Sean Gugler
Sean Gugler

Reputation: 779

Why does Visual Studio treat ANSI Escape codes differently when debugging?

Applies to:

Visual Studio has two ways to run a C++ program for Win32 Console: "Start Without Debugging (Ctrl+F5)" and "Start Debugging (F5)". Both will launch a separate console window for the program. If the program sends ANSI escape codes via cout, the first window works as expected, but the second will show the codes as characters, with unprintable codes such as ESC replaced by a question mark in a box.

Why is it different?

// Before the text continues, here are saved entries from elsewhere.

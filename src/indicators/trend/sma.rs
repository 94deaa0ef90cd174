//! SMA (Simple Moving Average) indicator

use crate::common::math;
use crate::models::market::PriceBar;

/// Trailing simple moving average of closes.
pub fn calculate_sma(bars: &[PriceBar], period: u32) -> Option<f64> {
    let closes: Vec<f64> = bars.iter().map(|b| b.close).collect();
    math::sma(&closes, period as usize)
}
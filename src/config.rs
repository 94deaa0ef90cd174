//! Engine configuration.
//!
//! Every component receives its slice of [`EngineConfig`] at construction.
//! Defaults reproduce the calibrated NIFTY settings; `from_env` lets a
//! deployment override the handful of values that vary per account.

use crate::error::{EngineError, EngineResult};
use serde::{Deserialize, Serialize};
use std::env;
use std::str::FromStr;
use tracing::debug;

/// Deployment environment name (`APP_ENV`), defaults to `sandbox`.
pub fn get_environment() -> String {
    env::var("APP_ENV").unwrap_or_else(|_| "sandbox".to_string())
}

#[derive(Debug, Clone, Default, Serialize, Deserialize)]
pub struct EngineConfig {
    pub indicators: IndicatorConfig,
    pub risk: RiskConfig,
    pub options: OptionsConfig,
    pub limits: SafetyLimits,
    pub session: SessionConfig,
}

/// Indicator look-back periods.
#[derive(Debug, Clone, Serialize, Deserialize)]
pub struct IndicatorConfig {
    pub sma_fast: usize,
    pub sma_slow: usize,
    pub ema_fast: usize,
    pub ema_slow: usize,
    pub macd_signal: usize,
    pub rsi_period: usize,
    pub bollinger_period: usize,
    pub bollinger_std_dev: f64,
    pub atr_period: usize,
    pub volume_period: usize,
    /// Below this many bars the engine returns the neutral indicator set.
    pub min_history: usize,
}

impl Default for IndicatorConfig {
    fn default() -> Self {
        Self {
            sma_fast: 20,
            sma_slow: 50,
            ema_fast: 12,
            ema_slow: 26,
            macd_signal: 9,
            rsi_period: 14,
            bollinger_period: 20,
            bollinger_std_dev: 2.0,
            atr_period: 14,
            volume_period: 20,
            min_history: 50,
        }
    }
}

#[derive(Debug, Clone, Serialize, Deserialize)]
pub struct RiskConfig {
    /// Volatility index value assumed when no reading is available.
    pub default_vix: f64,
}

impl Default for RiskConfig {
    fn default() -> Self {
        Self { default_vix: 15.0 }
    }
}

#[derive(Debug, Clone, Serialize, Deserialize)]
pub struct OptionsConfig {
    pub risk_free_rate: f64,
    pub lot_size: u32,
    /// Strikes are placed on multiples of this step.
    pub strike_step: f64,
    pub expiry_days: u32,
    /// Strategies must score strictly above this to be recommended.
    pub min_strategy_score: i32,
    pub max_recommendations: usize,
    /// Smallest premium the pricer will quote.
    pub price_floor: f64,
    pub payoff_samples: usize,
    /// Half-width of the payoff curve as a fraction of spot.
    pub payoff_range_pct: f64,
    pub default_vix: f64,
}

impl Default for OptionsConfig {
    fn default() -> Self {
        Self {
            risk_free_rate: 0.07,
            lot_size: 50,
            strike_step: 50.0,
            expiry_days: 7,
            min_strategy_score: 50,
            max_recommendations: 3,
            price_floor: 0.1,
            payoff_samples: 100,
            payoff_range_pct: 0.10,
            default_vix: 15.0,
        }
    }
}

/// Pre-trade guard rails.
#[derive(Debug, Clone, Serialize, Deserialize)]
pub struct SafetyLimits {
    pub daily_loss_limit: f64,
    pub per_trade_limit: f64,
    pub max_lots: u32,
    pub max_open_positions: usize,
}

impl Default for SafetyLimits {
    fn default() -> Self {
        Self {
            daily_loss_limit: 10_000.0,
            per_trade_limit: 5_000.0,
            max_lots: 2,
            max_open_positions: 10,
        }
    }
}

/// Exchange session boundaries in minutes after local midnight.
#[derive(Debug, Clone, Serialize, Deserialize)]
pub struct SessionConfig {
    pub pre_market_minute: u32,
    pub open_minute: u32,
    pub close_minute: u32,
    /// Exchange offset from UTC (IST is +330).
    pub utc_offset_minutes: i32,
}

impl Default for SessionConfig {
    fn default() -> Self {
        Self {
            pre_market_minute: 9 * 60,
            open_minute: 9 * 60 + 15,
            close_minute: 15 * 60 + 30,
            utc_offset_minutes: 5 * 60 + 30,
        }
    }
}

impl EngineConfig {
    /// Build the default configuration and apply `TRADEWISE_*` overrides.
    ///
    /// A `.env` file is loaded first when present.
    pub fn from_env() -> EngineResult<Self> {
        dotenvy::dotenv().ok();

        let mut config = Self::default();
        env_override("TRADEWISE_RISK_FREE_RATE", &mut config.options.risk_free_rate)?;
        env_override("TRADEWISE_LOT_SIZE", &mut config.options.lot_size)?;
        env_override("TRADEWISE_STRIKE_STEP", &mut config.options.strike_step)?;
        env_override("TRADEWISE_EXPIRY_DAYS", &mut config.options.expiry_days)?;
        env_override("TRADEWISE_DEFAULT_VIX", &mut config.risk.default_vix)?;
        config.options.default_vix = config.risk.default_vix;
        env_override("TRADEWISE_DAILY_LOSS_LIMIT", &mut config.limits.daily_loss_limit)?;
        env_override("TRADEWISE_PER_TRADE_LIMIT", &mut config.limits.per_trade_limit)?;
        env_override("TRADEWISE_MAX_LOTS", &mut config.limits.max_lots)?;

        debug!(environment = %get_environment(), "EngineConfig: loaded from environment");
        Ok(config)
    }
}

fn env_override<T: FromStr>(key: &str, target: &mut T) -> EngineResult<()> {
    if let Ok(raw) = env::var(key) {
        *target = raw
            .trim()
            .parse::<T>()
            .map_err(|_| EngineError::Config(format!("invalid value for {}: '{}'", key, raw)))?;
    }
    Ok(())
}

Is there a way to get the ANSI escape codes to behave normally while debugging?

Upvotes: 2

Views: 1754

Answers (1)

Thomas Dickey
Thomas Dickey

Reputation: 54583

The 2015 documentation does not say that there is a restriction (earlir versions required the paid version).

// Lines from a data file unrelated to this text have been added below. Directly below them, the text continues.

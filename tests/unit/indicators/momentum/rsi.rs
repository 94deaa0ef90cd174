//! Unit tests for RSI indicator

use crate::support::{approx_eq, bars_from_closes, create_flat_bars, create_uptrend_bars};
use tradewise::indicators::momentum::{calculate_rsi, rsi_zone};
use tradewise::models::indicators::RsiZone;

#[test]
fn test_rsi_insufficient_data() {
    let bars = create_uptrend_bars(14, 100.0, 1.0);
    assert!(calculate_rsi(&bars, 14).is_none());
}

#[test]
fn test_rsi_known_value() {
    // Seven +2 moves and seven -1 moves: RS = 2, RSI = 66.67
    let mut closes = vec![100.0];
    for _ in 0..7 {
        let last = *closes.last().unwrap();
        closes.push(last + 2.0);
        closes.push(last + 1.0);
    }
    let rsi = calculate_rsi(&bars_from_closes(&closes), 14).unwrap();
    assert!(approx_eq(rsi.value, 200.0 / 3.0, 1e-9));
    assert_eq!(rsi.period, Some(14));
}

#[test]
fn test_rsi_all_gains_is_100() {
    let rsi = calculate_rsi(&create_uptrend_bars(30, 100.0, 1.0), 14).unwrap();
    assert_eq!(rsi.value, 100.0);
}

#[test]
fn test_rsi_flat_window_saturates() {
    let rsi = calculate_rsi(&create_flat_bars(30, 100.0), 14).unwrap();
    assert_eq!(rsi.value, 100.0);
    assert_eq!(rsi_zone(rsi.value), RsiZone::Overbought);
}

#[test]
fn test_rsi_stays_in_bounds() {
    let closes: Vec<f64> = (0..60).map(|i| 100.0 + ((i * 7) % 11) as f64 - 5.0).collect();
    let rsi = calculate_rsi(&bars_from_closes(&closes), 14).unwrap();
    assert!(rsi.value >= 0.0 && rsi.value <= 100.0);
}

#[test]
fn test_rsi_zones() {
    assert_eq!(rsi_zone(70.0), RsiZone::Overbought);
    assert_eq!(rsi_zone(65.0), RsiZone::Bullish);
    assert_eq!(rsi_zone(50.0), RsiZone::Neutral);
    assert_eq!(rsi_zone(30.0), RsiZone::Bearish);
    assert_eq!(rsi_zone(29.9), RsiZone::Oversold);
}
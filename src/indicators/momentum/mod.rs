//! Momentum indicators: RSI, MACD

pub mod macd;
pub mod rsi;

pub use macd::*;
pub use rsi::*;
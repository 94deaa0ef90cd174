//! Unit tests for market session classification

use chrono::{NaiveDate, NaiveTime, TimeZone, Utc, Weekday};
use tradewise::config::SessionConfig;
use tradewise::core::session::{minutes_until_open, MarketSession};

fn at(h: u32, m: u32) -> NaiveTime {
    NaiveTime::from_hms_opt(h, m, 0).unwrap()
}

#[test]
fn test_classify_weekday_sessions() {
    let config = SessionConfig::default();
    assert_eq!(MarketSession::classify(Weekday::Mon, at(8, 59), &config), MarketSession::PreOpen);
    assert_eq!(MarketSession::classify(Weekday::Mon, at(9, 0), &config), MarketSession::PreMarket);
    assert_eq!(MarketSession::classify(Weekday::Tue, at(9, 15), &config), MarketSession::Open);
    assert_eq!(MarketSession::classify(Weekday::Fri, at(15, 30), &config), MarketSession::Open);
    assert_eq!(MarketSession::classify(Weekday::Fri, at(15, 31), &config), MarketSession::Closed);
    assert_eq!(MarketSession::classify(Weekday::Sat, at(11, 0), &config), MarketSession::Weekend);
    assert!(MarketSession::Open.is_open());
    assert!(!MarketSession::PreMarket.is_open());
}

#[test]
fn test_close_is_exact_to_the_second() {
    let config = SessionConfig::default();
    let closing = NaiveTime::from_hms_opt(15, 30, 0).unwrap();
    let after = NaiveTime::from_hms_opt(15, 30, 1).unwrap();
    let late = NaiveTime::from_hms_opt(15, 30, 59).unwrap();
    assert_eq!(MarketSession::classify(Weekday::Wed, closing, &config), MarketSession::Open);
    assert_eq!(MarketSession::classify(Weekday::Wed, after, &config), MarketSession::Closed);
    assert_eq!(MarketSession::classify(Weekday::Wed, late, &config), MarketSession::Closed);

    let opening = NaiveTime::from_hms_opt(9, 14, 59).unwrap();
    assert_eq!(MarketSession::classify(Weekday::Wed, opening, &config), MarketSession::PreMarket);
}

#[test]
fn test_utc_timestamp_mapped_to_exchange_time() {
    let config = SessionConfig::default();
    // 04:00 UTC is 09:30 IST on Monday 2025-01-06.
    let ts = Utc.with_ymd_and_hms(2025, 1, 6, 4, 0, 0).unwrap();
    assert_eq!(MarketSession::at_utc(ts, &config), MarketSession::Open);
    let ts = Utc.with_ymd_and_hms(2025, 1, 6, 10, 30, 0).unwrap();
    assert_eq!(MarketSession::at_utc(ts, &config), MarketSession::Closed);
}

#[test]
fn test_minutes_until_open() {
    let config = SessionConfig::default();
    let monday = NaiveDate::from_ymd_opt(2025, 1, 6).unwrap();
    let friday = NaiveDate::from_ymd_opt(2025, 1, 10).unwrap();
    let saturday = NaiveDate::from_ymd_opt(2025, 1, 11).unwrap();

    assert_eq!(minutes_until_open(monday.and_time(at(8, 0)), &config), 75);
    assert_eq!(minutes_until_open(monday.and_time(at(10, 0)), &config), 0);
    assert_eq!(minutes_until_open(friday.and_time(at(16, 0)), &config), 3915);
    assert_eq!(minutes_until_open(saturday.and_time(at(10, 0)), &config), 2835);
}
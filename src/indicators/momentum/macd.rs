//! MACD (Moving Average Convergence Divergence) indicator

use crate::common::math;
use crate::models::indicators::{MacdCrossover, MacdIndicator};
use crate::models::market::PriceBar;

/// Calculate MACD indicator
///
/// MACD = EMA(fast) - EMA(slow)
/// Signal = EMA(signal) of the MACD series
/// Histogram = MACD - Signal
pub fn calculate_macd(
    bars: &[PriceBar],
    fast_period: u32,
    slow_period: u32,
    signal_period: u32,
) -> Option<MacdIndicator> {
    if fast_period == 0 || signal_period == 0 || slow_period <= fast_period {
        return None;
    }
    if bars.len() < slow_period as usize + signal_period as usize {
        return None;
    }

    let closes: Vec<f64> = bars.iter().map(|b| b.close).collect();
    let fast = math::ema_series(&closes, fast_period as usize);
    let slow = math::ema_series(&closes, slow_period as usize);

    let macd_values: Vec<f64> = fast.iter().zip(slow.iter()).map(|(f, s)| f - s).collect();
    let signal_values = math::ema_series(&macd_values, signal_period as usize);

    let macd_line = *macd_values.last()?;
    let signal_line = *signal_values.last()?;

    Some(MacdIndicator {
        macd: macd_line,
        signal: signal_line,
        histogram: macd_line - signal_line,
        ema_fast: *fast.last()?,
        ema_slow: *slow.last()?,
        period: Some((fast_period, slow_period, signal_period)),
    })
}

/// Bullish when the MACD line is above its signal line, bearish otherwise.
pub fn detect_crossover(macd: &MacdIndicator) -> MacdCrossover {
    if macd.macd > macd.signal {
        MacdCrossover::Bullish
    } else {
        MacdCrossover::Bearish
    }
}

With Visual Studio, you can use the debugger to attach to a running process, which would avoid the problem — provided that your program can initialize and wait for you to do this.

As for why it is different, that is probably because the debugger is intercepting the input/output of the program running in the console window (and preventing it from changing the I/O modes).

Further reading:

From followup comments, @Sean-Gugler realized that

  • the executable's ANSI codes were not interpreted when it is run natively (e.g., opening from the File Explorer),
  • but worked when run normally from Visual Studio.

On being reminded that Windows 10 console window interprets ANSI escape sequences,

  • he verified that the executable ran as expected in a console window, and
  • surmised that Visual Studio was running the executable directly (without a console window) when debugging (F5), but did run it in a console window when running the executable normally (ctrlF5).

One of the problems in starting a console application from a GUI (such as Visual Studio) is that the application would have to do some extra work to allocate a console.